Para narasumber saya juga tak lupa menyematkan pesan kepada siapa saja yang membaca
tulisan ini, pertama dari Mas Puspo “ Budaya itu harus dijaga agar generasi masa depan bisa
mengenali budayanya sendiri. Karena hanya Barito Utara saja menyimpan budaya yang
sangat luar biasa sekali. Saya harap para anak-anak muda dapat menambah kesadaran
mengenai pentingnya mempelajari budaya lokal yang menjadi identitas daerah, terutama pada
zaman sekarang sedikit anak-anak muda yang mau mempelajari atau mendalami budaya
daerah karena dianggap klasik.” “Sudah jadi tugas kita generasi penerus untuk terus
melestarikan dan menyebarkan serta memperkenalkan budaya kita kepada dunia, agar budaya
itu tidak punah tergerus oleh waktu. Karena jika bukan kita generasi muda lalu siapa lagi.”

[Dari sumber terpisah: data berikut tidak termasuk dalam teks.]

pub mod llm;
pub mod ocr_client;
pub mod transcription;
pub mod tts;
pub mod upstream;
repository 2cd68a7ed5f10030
use serde_json::Value;

use crate::config::Config;
use crate::error::UpstreamError;
use crate::models::{ContentType, DependencyHealth, QuizType};
use crate::services::llm::ollama::OllamaClient;
use crate::services::llm::prompts;
use crate::utils::json::parse_json_array;
use crate::utils::text::truncate_chars;

/// Study material produced by `generate_content`; sections not requested stay `None`.
#[derive(Debug, Default)]
pub struct GeneratedContent {
    pub summary: Option<String>,
    pub flashcards: Option<Vec<Value>>,
    pub quiz: Option<Vec<Value>>,
}

#[derive(Clone)]
pub struct LlmService {
    client: OllamaClient,
    max_input_chars: usize,
}

impl LlmService {
    pub fn new(client: OllamaClient, max_input_chars: usize) -> Self {
        Self {
            client,
            max_input_chars,
        }
    }

    pub fn from_config(config: &Config) -> Result<Self, reqwest::Error> {
        Ok(Self::new(OllamaClient::from_config(config)?, config.llm_max_input_chars))
    }

    pub async fn health(&self) -> DependencyHealth {
        self.client.health().await
    }

    pub async fn generate_quiz(&self, text: &str, quiz_type: QuizType) -> Result<Vec<Value>, UpstreamError> {
        let prompt = prompts::quiz_prompt(self.clip(text), quiz_type);
        let raw = self.client.generate(&prompt).await?;
        let quiz = parse_json_array(&raw);
        if quiz.is_empty() {
            tracing::warn!(
                "Model {} returned no parseable {} quiz ({} chars of output)",
                self.client.model(),
                quiz_type,
                raw.len()
            );
        }
        Ok(quiz)
    }

    pub async fn generate_flashcards(&self, text: &str) -> Result<Vec<Value>, UpstreamError> {
        let raw = self.client.generate(&prompts::flashcards_prompt(self.clip(text))).await?;
        let cards = parse_json_array(&raw);
        if cards.is_empty() {
            tracing::warn!("Model {} returned no parseable flashcards", self.client.model());
        }
        Ok(cards)
    }

    pub async fn summarize(&self, text: &str) -> Result<String, UpstreamError> {
        let raw = self.client.generate(&prompts::summary_prompt(self.clip(text))).await?;
        Ok(raw.trim().to_string())
    }

    /// Generate the requested sections; `All` runs the three requests concurrently.
    pub async fn generate_content(
        &self,
        text: &str,
        content_type: ContentType,
    ) -> Result<GeneratedContent, UpstreamError> {
        let summary = async {
            if content_type.includes_summary() {
                self.summarize(text).await.map(Some)
            } else {
                Ok(None)
            }
        };
        let flashcards = async {
            if content_type.includes_flashcards() {
                self.generate_flashcards(text).await.map(Some)
            } else {
                Ok(None)
            }
        };
        let quiz = async {
            if content_type.includes_quiz() {
                self.generate_quiz(text, QuizType::All).await.map(Some)
            } else {
                Ok(None)
            }
        };

        let (summary, flashcards, quiz) = tokio::try_join!(summary, flashcards, quiz)?;
        Ok(GeneratedContent {
            summary,
            flashcards,
            quiz,
        })
    }

    fn clip<'a>(&self, text: &'a str) -> &'a str {
        let clipped = truncate_chars(text.trim(), self.max_input_chars);
        if clipped.len() < text.trim().len() {
            tracing::debug!("Truncated LLM input to {} characters", self.max_input_chars);
        }
        clipped
    }
}
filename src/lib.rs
pub mod config;
pub mod error;
pub mod extract;
pub mod models;
pub mod ocr;
pub mod routes;
pub mod services;
pub mod utils;

#[cfg(any(test, feature = "test-utils"))]
pub mod test_helpers;

#[cfg(test)]
mod tests;

use anyhow::{Context, Result};
use axum::{extract::DefaultBodyLimit, http::HeaderValue, Router};
use std::sync::Arc;
use tower::ServiceBuilder;
use tower_http::cors::{AllowOrigin, Any, CorsLayer};

use config::Config;
use ocr::OcrService;
use services::{
    llm::LlmService,
    ocr_client::OcrClient,
    transcription::TranscriptionClient,
    tts::{self, TtsEngine},
};

/// State of the API gateway: fronts the OCR microservice and Ollama
pub struct GatewayState {
    pub config: Config,
    pub ocr_client: OcrClient,
    pub llm: LlmService,
}

impl GatewayState {
    pub fn from_config(config: Config) -> Result<Self> {
        let ocr_client = OcrClient::new(config.ocr_service_url.clone(), config.ocr_service_timeout())
            .context("Failed to build OCR service client")?;
        let llm = LlmService::from_config(&config).context("Failed to build Ollama client")?;
        Ok(Self { config, ocr_client, llm })
    }
}

/// State of the standalone OCR microservice
pub struct OcrState {
    pub config: Config,
    pub ocr: Arc<OcrService>,
}

impl OcrState {
    pub fn from_config(config: Config) -> Self {
        let ocr = Arc::new(OcrService::new_with_config(&config));
        Self { config, ocr }
    }
}

/// State of the backend aggregator: local OCR, LLM, speech-to-text and TTS
pub struct BackendState {
    pub config: Config,
    pub ocr: Arc<OcrService>,
    pub llm: LlmService,
    pub transcriber: TranscriptionClient,
    pub tts: Arc<dyn TtsEngine>,
}

impl BackendState {
    pub fn from_config(config: Config) -> Result<Self> {
        let ocr = Arc::new(OcrService::new_with_config(&config));
        let llm = LlmService::from_config(&config).context("Failed to build Ollama client")?;
        let transcriber =
            TranscriptionClient::from_config(&config).context("Failed to build transcription client")?;
        let tts = tts::engine_from_config(&config).context("Failed to build TTS engine")?;
        Ok(Self {
            config,
            ocr,
            llm,
            transcriber,
            tts,
        })
    }
}

pub fn build_gateway_app(state: Arc<GatewayState>) -> Router {
    with_common_layers(routes::gateway::router(), &state.config).with_state(state)
}

pub fn build_ocr_app(state: Arc<OcrState>) -> Router {
    with_common_layers(routes::ocr::router(), &state.config).with_state(state)
}

pub fn build_backend_app(state: Arc<BackendState>) -> Router {
    with_common_layers(routes::backend::router(), &state.config).with_state(state)
}

fn with_common_layers<S>(router: Router<S>, config: &Config) -> Router<S>
where
    S: Clone + Send + Sync + 'static,
{
    router.layer(
        ServiceBuilder::new()
            .layer(cors_layer(config))
            .layer(DefaultBodyLimit::max(config.max_upload_bytes())),
    )
}

fn cors_layer(config: &Config) -> CorsLayer {
    if config.cors_allowed_origins.is_empty() {
        return CorsLayer::new()
            .allow_origin(Any)
            .allow_methods(Any)
            .allow_headers(Any);
    }

    let origins: Vec<HeaderValue> = config
        .cors_allowed_origins
        .iter()
        .filter_map(|origin| match HeaderValue::from_str(origin) {
            Ok(value) => Some(value),
            Err(_) => {
                tracing::warn!("Ignoring invalid CORS origin: {}", origin);
                None
            }
        })
        .collect();

    CorsLayer::new()
        .allow_origin(AllowOrigin::list(origins))
        .allow_methods(Any)
        .allow_headers(Any)
}
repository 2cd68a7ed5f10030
mod config_tests;
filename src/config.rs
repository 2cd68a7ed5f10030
use anyhow::{anyhow, Context, Result};
use std::env;
use std::time::Duration;
use url::Url;

/// Which TTS backend the backend service talks to.
#[derive(Debug, Clone, PartialEq, Eq)]
pub enum TtsEngineKind {
    /// Spawn `espeak-ng --stdout` locally
    Espeak,
    /// POST to an HTTP synthesis server
    Http,
}

#[derive(Debug, Clone)]
pub struct Config {
    /// Bind address; `None` lets each service fall back to its own default port
    pub server_address: Option<String>,
    pub cors_allowed_origins: Vec<String>,
    pub max_upload_size_mb: u64,
    pub temp_dir: String,

    // OCR microservice (as seen from the gateway)
    pub ocr_service_url: String,
    pub ocr_service_timeout_seconds: u64,

    // Local OCR engine
    pub ocr_language: String,
    pub concurrent_ocr_jobs: usize,
    pub ocr_timeout_seconds: u64,

    // Ollama
    pub ollama_url: String,
    pub ollama_model: String,
    pub llm_timeout_seconds: u64,
    pub llm_temperature: f32,
    pub llm_max_input_chars: usize,

    // Speech-to-text
    pub transcription_url: String,
    pub transcription_model: String,
    pub transcription_timeout_seconds: u64,

    // Text-to-speech
    pub tts_engine: TtsEngineKind,
    pub tts_url: Option<String>,
    pub tts_voice: String,
    pub tts_max_chars: usize,
    pub tts_timeout_seconds: u64,
}

impl Config {
    pub fn from_env() -> Result<Self> {
        // Missing .env is fine
        let _ = dotenvy::dotenv();
        Self::from_lookup(|key| env::var(key).ok())
    }

    /// Build the configuration from an arbitrary key lookup.
    pub fn from_lookup<F>(lookup: F) -> Result<Self>
    where
        F: Fn(&str) -> Option<String>,
    {
        let get = |key: &str| lookup(key).map(|v| v.trim().to_string()).filter(|v| !v.is_empty());

        let concurrent_ocr_jobs = match get("OCR_CONCURRENT_JOBS") {
            Some(raw) => parse_number::<usize>("OCR_CONCURRENT_JOBS", &raw)?,
            None => detect_cpu_cores(),
        };
        if concurrent_ocr_jobs == 0 {
            return Err(anyhow!("OCR_CONCURRENT_JOBS must be at least 1"));
        }

        let tts_engine = match get("TTS_ENGINE").as_deref().map(str::to_lowercase).as_deref() {
            None | Some("espeak") | Some("espeak-ng") => TtsEngineKind::Espeak,
            Some("http") => TtsEngineKind::Http,
            Some(other) => return Err(anyhow!("Unknown TTS_ENGINE '{}': expected 'espeak' or 'http'", other)),
        };
        let tts_url = get("TTS_URL").map(|u| validate_url("TTS_URL", &u)).transpose()?;
        if tts_engine == TtsEngineKind::Http && tts_url.is_none() {
            return Err(anyhow!("TTS_ENGINE=http requires TTS_URL to be set"));
        }

        let llm_temperature = match get("LLM_TEMPERATURE") {
            Some(raw) => parse_number::<f32>("LLM_TEMPERATURE", &raw)?,
            None => 0.7,
        };
        if !(0.0..=2.0).contains(&llm_temperature) {
            return Err(anyhow!("LLM_TEMPERATURE must be between 0.0 and 2.0, got {}", llm_temperature));
        }

        let cors_allowed_origins = get("CORS_ALLOWED_ORIGINS")
            .map(|raw| {
                raw.split(',')
                    .map(|o| o.trim().to_string())
                    .filter(|o| !o.is_empty())
                    .collect()
            })
            .unwrap_or_default();

        Ok(Config {
            server_address: get("SERVER_ADDRESS"),
            cors_allowed_origins,
            max_upload_size_mb: number_or("MAX_UPLOAD_SIZE_MB", get("MAX_UPLOAD_SIZE_MB"), 25)?,
            temp_dir: get("TEMP_DIR").unwrap_or_else(|| env::temp_dir().to_string_lossy().to_string()),

            ocr_service_url: validate_url(
                "OCR_SERVICE_URL",
                &get("OCR_SERVICE_URL").unwrap_or_else(|| "http://localhost:8001".to_string()),
            )?,
            ocr_service_timeout_seconds: number_or(
                "OCR_SERVICE_TIMEOUT_SECONDS",
                get("OCR_SERVICE_TIMEOUT_SECONDS"),
                60,
            )?,

            ocr_language: get("OCR_LANGUAGE").unwrap_or_else(|| "eng".to_string()),
            concurrent_ocr_jobs,
            ocr_timeout_seconds: number_or("OCR_TIMEOUT_SECONDS", get("OCR_TIMEOUT_SECONDS"), 60)?,

            ollama_url: validate_url(
                "OLLAMA_URL",
                &get("OLLAMA_URL").unwrap_or_else(|| "http://localhost:11434".to_string()),
            )?,
            ollama_model: get("OLLAMA_MODEL").unwrap_or_else(|| "llama3.2".to_string()),
            llm_timeout_seconds: number_or("LLM_TIMEOUT_SECONDS", get("LLM_TIMEOUT_SECONDS"), 120)?,
            llm_temperature,
            llm_max_input_chars: number_or("LLM_MAX_INPUT_CHARS", get("LLM_MAX_INPUT_CHARS"), 6000)?,

            transcription_url: validate_url(
                "TRANSCRIPTION_URL",
                &get("TRANSCRIPTION_URL").unwrap_or_else(|| "http://localhost:8080".to_string()),
            )?,
            transcription_model: get("TRANSCRIPTION_MODEL").unwrap_or_else(|| "whisper-1".to_string()),
            transcription_timeout_seconds: number_or(
                "TRANSCRIPTION_TIMEOUT_SECONDS",
                get("TRANSCRIPTION_TIMEOUT_SECONDS"),
                300,
            )?,

            tts_engine,
            tts_url,
            tts_voice: get("TTS_VOICE").unwrap_or_else(|| "en".to_string()),
            tts_max_chars: number_or("TTS_MAX_CHARS", get("TTS_MAX_CHARS"), 5000)?,
            tts_timeout_seconds: number_or("TTS_TIMEOUT_SECONDS", get("TTS_TIMEOUT_SECONDS"), 60)?,
        })
    }

    pub fn max_upload_bytes(&self) -> usize {
        (self.max_upload_size_mb as usize).saturating_mul(1024 * 1024)
    }

    pub fn ocr_service_timeout(&self) -> Duration {
        Duration::from_secs(self.ocr_service_timeout_seconds)
    }

    pub fn llm_timeout(&self) -> Duration {
        Duration::from_secs(self.llm_timeout_seconds)
    }

    pub fn transcription_timeout(&self) -> Duration {
        Duration::from_secs(self.transcription_timeout_seconds)
    }

    pub fn tts_timeout(&self) -> Duration {
        Duration::from_secs(self.tts_timeout_seconds)
    }

    pub fn ocr_timeout(&self) -> Duration {
        Duration::from_secs(self.ocr_timeout_seconds)
    }

    /// Resolve the bind address, falling back to the service's own default.
    pub fn bind_address(&self, default: &str) -> String {
        self.server_address.clone().unwrap_or_else(|| default.to_string())
    }
}

fn parse_number<T>(key: &str, raw: &str) -> Result<T>
where
    T: std::str::FromStr,
    T::Err: std::error::Error + Send + Sync + 'static,
{
    raw.parse::<T>()
        .with_context(|| format!("Invalid value for {}: '{}'", key, raw))
}

fn number_or<T>(key: &str, raw: Option<String>, default: T) -> Result<T>
where
    T: std::str::FromStr,
    T::Err: std::error::Error + Send + Sync + 'static,
{
    match raw {
        Some(raw) => parse_number(key, &raw),
        None => Ok(default),
    }
}

/// Validate a base URL and strip any trailing slash so paths can be appended.
fn validate_url(key: &str, raw: &str) -> Result<String> {
    let parsed = Url::parse(raw).with_context(|| format!("{} is not a valid URL: '{}'", key, raw))?;
    match parsed.scheme() {
        "http" | "https" => Ok(raw.trim_end_matches('/').to_string()),
        other => Err(anyhow!("{} must use http or https, got '{}'", key, other)),
    }
}

fn detect_cpu_cores() -> usize {
    match std::thread::available_parallelism() {
        Ok(cores) => cores.get(),
        Err(e) => {
            tracing::warn!("Failed to detect CPU cores, defaulting OCR concurrency to 2: {}", e);
            2
        }
    }
}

Tutur Fadhil. “Daerah kita kaya akan budaya dan kita harus bangga akan itu, sebagai bentuk
penghargaan kita semualah yang memegang tugas penting untuk melestarikan budaya
tersebut.” Ucap Ahsan.

Sekian essai ringan dari saya, mohon maaf jika terdapat kekurangan atau ketidaksesuaian.
Semua yang saya tuliskan berdasarkan hasil wawancara dengan narasumber dan berdasarkan
pengetahuan saya. Saya harap dari tulisan saya ini dapat memberikan manfaat dan menambah
wawasan bagi siapapun yang membacanya.